分层提升：一种用于检测和分类人类群体中硬选择性清除的机器学习框架。

Hierarchical boosting: a machine-learning framework to detect and classify hard selective sweeps in human populations.

作者信息

Pybus Marc, Luisi Pierre, Dall'Olio Giovanni Marco, Uzkudun Manu, Laayouni Hafid, Bertranpetit Jaume, Engelken Johannes

机构信息

Institut de Biologia Evolutiva (UPF-CSIC), Universitat Pompeu Fabra, Barcelona 08003, Spain.

Institut de Biologia Evolutiva (UPF-CSIC), Universitat Pompeu Fabra, Barcelona 08003, Spain, Department of Biology, Stanford University, Stanford, CA 94305, USA.

出版信息

Bioinformatics. 2015 Dec 15;31(24):3946-52. doi: 10.1093/bioinformatics/btv493. Epub 2015 Aug 26.
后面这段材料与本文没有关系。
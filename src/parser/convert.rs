//! Single-value converters applied to census cells.

use chrono::{Datelike, NaiveDate, NaiveDateTime};
use once_cell::sync::Lazy;
use regex::Regex;
use sha2::{Digest, Sha256};

/// Substituted for unknown dates of birth.
pub const DEFAULT_DATE_OF_BIRTH: NaiveDate = match NaiveDate::from_ymd_opt(1900, 1, 1) {
    Some(date) => date,
    None => NaiveDate::MIN,
};

/// `(M)M[-/. ](D)D[-/. ](YY)YY`, anything after the year is ignored.
static COMMON_DATE: Lazy<Regex> = Lazy::new(|| {
    Regex::new(r"^(0?[1-9]|1[0-2])[\s/.-](0?[1-9]|[12][0-9]|3[01])[\s/.-](\d{4}|\d{2})(?:\D.*)?$")
        .unwrap_or_else(|err| panic!("invalid date pattern: {err}"))
});

static EMAIL: Lazy<Regex> = Lazy::new(|| {
    Regex::new(
        r"^[\w!#$%&'*+/=?`{|}~^-]+(?:\.[\w!#$%&'*+/=?`{|}~^-]+)*@(?:[a-zA-Z0-9-]+\.)+[a-zA-Z]+$",
    )
    .unwrap_or_else(|err| panic!("invalid email pattern: {err}"))
});

static SSN: Lazy<Regex> = Lazy::new(|| {
    Regex::new(r"^([0-8]\d{2})(-?)(\d{2})(-?)(\d{4})$")
        .unwrap_or_else(|err| panic!("invalid ssn pattern: {err}"))
});

#[derive(Debug, Clone, Copy, PartialEq, Eq)]
pub enum DateValue {
    Date(NaiveDate),
    /// The `0001-01-01` placeholder some clients send.
    Unknown,
    Invalid,
}

fn windowed_year(two_digits: i32, today: NaiveDate) -> i32 {
    let century = today.year() - today.year() % 100;
    let tens = today.year() % 100;
    if two_digits > tens {
        century - 100 + two_digits
    } else {
        century + two_digits
    }
}

fn parse_relaxed(raw: &str) -> Option<NaiveDate> {
    const DATE_FORMATS: [&str; 4] = ["%Y-%m-%d", "%Y/%m/%d", "%Y%m%d", "%Y.%m.%d"];
    const DATETIME_FORMATS: [&str; 3] = ["%Y-%m-%dT%H:%M:%S%.f", "%Y-%m-%d %H:%M:%S%.f", "%Y-%m-%dT%H:%M:%S%.fZ"];

    DATE_FORMATS
        .iter()
        .find_map(|format| NaiveDate::parse_from_str(raw, format).ok())
        .or_else(|| {
            DATETIME_FORMATS
                .iter()
                .find_map(|format| NaiveDateTime::parse_from_str(raw, format).ok())
                .map(|at| at.date())
        })
        .or_else(|| {
            chrono::DateTime::parse_from_rfc3339(raw)
                .ok()
                .map(|at| at.date_naive())
        })
}

/// Parses ISO-8601 and `mm/dd/yy(yy)`; two-digit years up to the current one
/// land in this century, the rest in the previous one.
pub fn to_date(raw: &str, today: NaiveDate) -> DateValue {
    let raw = raw.trim();
    if let Some(captures) = COMMON_DATE.captures(raw) {
        let number = |index: usize| {
            captures
                .get(index)
                .and_then(|group| group.as_str().parse::<i32>().ok())
        };
        let (Some(month), Some(day), Some(year)) = (number(1), number(2), number(3)) else {
            return DateValue::Invalid;
        };
        let year_digits = captures.get(3).map_or(0, |group| group.as_str().len());
        if year_digits == 4 && year == 1 && month == 1 && day == 1 {
            return DateValue::Unknown;
        }
        let year = if year_digits == 2 {
            windowed_year(year, today)
        } else {
            year
        };
        return NaiveDate::from_ymd_opt(year, month as u32, day as u32)
            .map_or(DateValue::Invalid, DateValue::Date);
    }

    match parse_relaxed(raw) {
        Some(date) if date == NaiveDate::from_ymd_opt(1, 1, 1).unwrap_or(NaiveDate::MIN) => {
            DateValue::Unknown
        }
        Some(date) => DateValue::Date(date),
        None => DateValue::Invalid,
    }
}

/// Lenient date parse for request fields and optional columns: blank,
/// unparseable or unknown dates are `None`.
pub fn parse_date(raw: &str, today: NaiveDate) -> Option<NaiveDate> {
    if raw.trim().is_empty() {
        return None;
    }
    match to_date(raw, today) {
        DateValue::Date(date) => Some(date),
        DateValue::Unknown | DateValue::Invalid => None,
    }
}

const TRUTHY: [&str; 4] = ["true", "1", "y", "yes"];

pub fn to_bool(raw: &str) -> bool {
    TRUTHY.contains(&raw.trim().to_lowercase().as_str())
}

const FAMILY_PLANS: [&str; 20] = [
    "dependents",
    "ee+children",
    "employee+child",
    "employee+child(ren)",
    "employee+child(ren)+domesticpartner",
    "employee+child(ren)+domesticpartner+dpchild(ren)",
    "employee+children",
    "employee+children+dpchildren",
    "employee+dependent",
    "employee+dependent(s)",
    "employee+dependents",
    "employee+domesticpartner",
    "employee+domesticpartner+children",
    "employee+spouse",
    "family",
    "you+child",
    "you+child(ren)",
    "you+children",
    "you+family",
    "you+spouse/dp",
];

/// Booleans plus coverage-tier phrases that imply dependents.
pub fn to_beneficiaries_enabled(raw: &str) -> bool {
    let compact: String = raw
        .to_lowercase()
        .chars()
        .filter(|c| !c.is_whitespace())
        .collect();
    TRUTHY.contains(&compact.as_str()) || FAMILY_PLANS.contains(&compact.as_str())
}

pub fn to_can_get_pregnant(raw: &str) -> bool {
    matches!(raw.trim().to_lowercase().as_str(), "female" | "f" | "fe")
}

/// Normalizes free-form gender to `F`, `M`, `O` or `U`; unknown values pass
/// through unchanged and blanks become empty.
pub fn gender_code(raw: &str) -> String {
    let upper = raw.trim().to_uppercase();
    let code = match upper.as_str() {
        "" => "",
        "F" | "FEMALE" | "W" | "WOMAN" => "F",
        "M" | "MAN" | "MALE" => "M",
        "OTHER" | "O" | "NON-BINARY" | "NONBINARY" | "GENDERQUEER" | "GENDERFLUID" | "X" => "O",
        "UNKNOWN" | "U" | "NOT SPECIFIED" | "NOT DECLARED" | "UNDECLARED" | "UNSPECIFIED"
        | "D" | "DECLINE_TO_SELF_IDENTIFY" | "DECLINE TO SAY" => "U",
        _ => return raw.to_string(),
    };
    code.to_string()
}

/// Local part of at most 64 characters, one `@`, a dotted domain of at most 255.
pub fn is_valid_email(email: &str) -> bool {
    let Some((local, domain)) = email.split_once('@') else {
        return false;
    };
    (1..=64).contains(&local.len())
        && (2..=255).contains(&domain.len())
        && EMAIL.is_match(email)
}

#[derive(Debug, Clone, PartialEq, Eq)]
pub struct SsnCheck {
    pub resembles_ssn: bool,
    /// Replacement for an id that looks like a hyphenated SSN.
    pub sanitized: Option<String>,
}

pub fn detect_possible_ssn(value: &str) -> SsnCheck {
    let Some(captures) = SSN.captures(value) else {
        return SsnCheck {
            resembles_ssn: false,
            sanitized: None,
        };
    };
    let group = |index: usize| captures.get(index).map_or("", |m| m.as_str());
    let area = group(1);
    let plausible =
        area != "000" && area != "666" && group(3) != "00" && group(5) != "0000";
    if !plausible {
        return SsnCheck {
            resembles_ssn: false,
            sanitized: None,
        };
    }

    let hyphenated = group(2) == "-" && group(4) == "-";
    SsnCheck {
        resembles_ssn: true,
        sanitized: hyphenated.then(|| hex::encode(Sha256::digest(value.as_bytes()))),
    }
}

#[cfg(test)]
mod tests {
    use super::*;

    fn today() -> NaiveDate {
        NaiveDate::from_ymd_opt(2024, 6, 1).unwrap()
    }

    fn date(y: i32, m: u32, d: u32) -> DateValue {
        DateValue::Date(NaiveDate::from_ymd_opt(y, m, d).unwrap())
    }

    #[test]
    fn parses_common_and_iso_dates() {
        assert_eq!(to_date("1985-06-02", today()), date(1985, 6, 2));
        assert_eq!(to_date("06/02/1985", today()), date(1985, 6, 2));
        assert_eq!(to_date("6-2-1985 00:00:00", today()), date(1985, 6, 2));
        assert_eq!(to_date("1985-06-02T10:11:12", today()), date(1985, 6, 2));
        assert_eq!(to_date("19850602", today()), date(1985, 6, 2));
    }

    #[test]
    fn two_digit_years_are_windowed() {
        assert_eq!(to_date("01/01/24", today()), date(2024, 1, 1));
        assert_eq!(to_date("01/01/25", today()), date(1925, 1, 1));
        assert_eq!(to_date("01/01/88", today()), date(1988, 1, 1));
    }

    #[test]
    fn unknown_and_garbage_dates() {
        assert_eq!(to_date("0001-01-01", today()), DateValue::Unknown);
        assert_eq!(to_date("01/01/0001", today()), DateValue::Unknown);
        assert_eq!(to_date("not a date", today()), DateValue::Invalid);
        assert_eq!(to_date("02/30/1990", today()), DateValue::Invalid);
        assert_eq!(parse_date("  ", today()), None);
        assert_eq!(parse_date("0001-01-01", today()), None);
    }

    #[test]
    fn boolean_converters() {
        assert!(to_bool("Yes"));
        assert!(to_bool("1"));
        assert!(!to_bool("no"));
        assert!(to_beneficiaries_enabled("Employee + Spouse"));
        assert!(to_beneficiaries_enabled("FAMILY"));
        assert!(!to_beneficiaries_enabled("employee only"));
        assert!(to_can_get_pregnant("Female"));
        assert!(!to_can_get_pregnant("M"));
    }

    #[test]
    fn gender_codes() {
        assert_eq!(gender_code("woman"), "F");
        assert_eq!(gender_code(" male "), "M");
        assert_eq!(gender_code("Non-Binary"), "O");
        assert_eq!(gender_code("decline to say"), "U");
        assert_eq!(gender_code(""), "");
        assert_eq!(gender_code("Z"), "Z");
    }

    #[test]
    fn email_shape() {
        assert!(is_valid_email("jane.doe+x@acme.co.uk"));
        assert!(!is_valid_email("jane@@acme.com"));
        assert!(!is_valid_email("jane@acme"));
        assert!(is_valid_email(&format!("{}@acme.com", "a".repeat(64))));
        assert!(!is_valid_email(&format!("{}@acme.com", "a".repeat(65))));
    }

    #[test]
    fn ssn_like_ids() {
        let hyphenated = detect_possible_ssn("123-45-6789");
        assert!(hyphenated.resembles_ssn);
        assert_eq!(hyphenated.sanitized.as_ref().map(String::len), Some(64));

        let bare = detect_possible_ssn("123456789");
        assert!(bare.resembles_ssn);
        assert!(bare.sanitized.is_none());

        assert!(!detect_possible_ssn("000-45-6789").resembles_ssn);
        assert!(!detect_possible_ssn("E12345").resembles_ssn);
    }
}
DOI:10.1093/bioinformatics/btv493

PMID:26315912

Abstract

MOTIVATION

Detecting positive selection in genomic regions is a recurrent topic in natural population genetic studies. However, there is little consistency among the regions detected in several genome-wide scans using different tests and/or populations. Furthermore, few methods address the challenge of classifying selective events according to specific features such as age, intensity or state (completeness).

RESULTS

We have developed a machine-learning classification framework that exploits the combined ability of some selection tests to uncover different polymorphism features expected under the hard sweep model, while controlling for population-specific demography. As a result, we achieve high sensitivity toward hard selective sweeps while adding insights about their completeness (whether a selected variant is fixed or not) and age of onset. Our method also determines the relevance of the individual methods implemented so far to detect positive selection under specific selective scenarios. We calibrated and applied the method to three reference human populations from The 1000 Genome Project to generate a genome-wide classification map of hard selective sweeps. This study improves detection of selective sweep by overcoming the classical selection versus no-selection classification strategy, and offers an explanation to the lack of consistency observed among selection tests when applied to real data. Very few signals were observed in the African population studied, while our method presents higher sensitivity in this population demography.

AVAILABILITY AND IMPLEMENTATION

The genome-wide results for three human populations from The 1000 Genomes Project and an R-package implementing the 'Hierarchical Boosting' framework are available at http://hsb.upf.edu/.

摘要

动机

在自然群体遗传学研究中，检测基因组区域中的正向选择是一个反复出现的主题。然而，在使用不同测试和/或群体进行的几次全基因组扫描中检测到的区域之间几乎没有一致性。此外，很少有方法能够应对根据年龄、强度或状态（完整性）等特定特征对选择事件进行分类的挑战。

结果

我们开发了一个机器学习分类框架，该框架利用一些选择测试的综合能力，在控制群体特异性人口统计学的同时，揭示硬扫荡模型下预期的不同多态性特征。因此，我们在对硬选择扫荡具有高敏感性的同时，还增加了对其完整性（所选变体是否固定）和起始年龄的了解。我们的方法还确定了迄今为止实施的各个方法在特定选择场景下检测正向选择的相关性。我们对该方法进行了校准，并将其应用于来自千人基因组计划的三个人类参考群体，以生成硬选择扫荡的全基因组分类图。这项研究通过克服经典的选择与非选择分类策略，改进了对选择扫荡的检测，并为应用于实际数据时选择测试之间缺乏一致性提供了解释。在所研究的非洲人群中观察到的信号非常少，而我们的方法在该人群统计学中表现出更高的敏感性。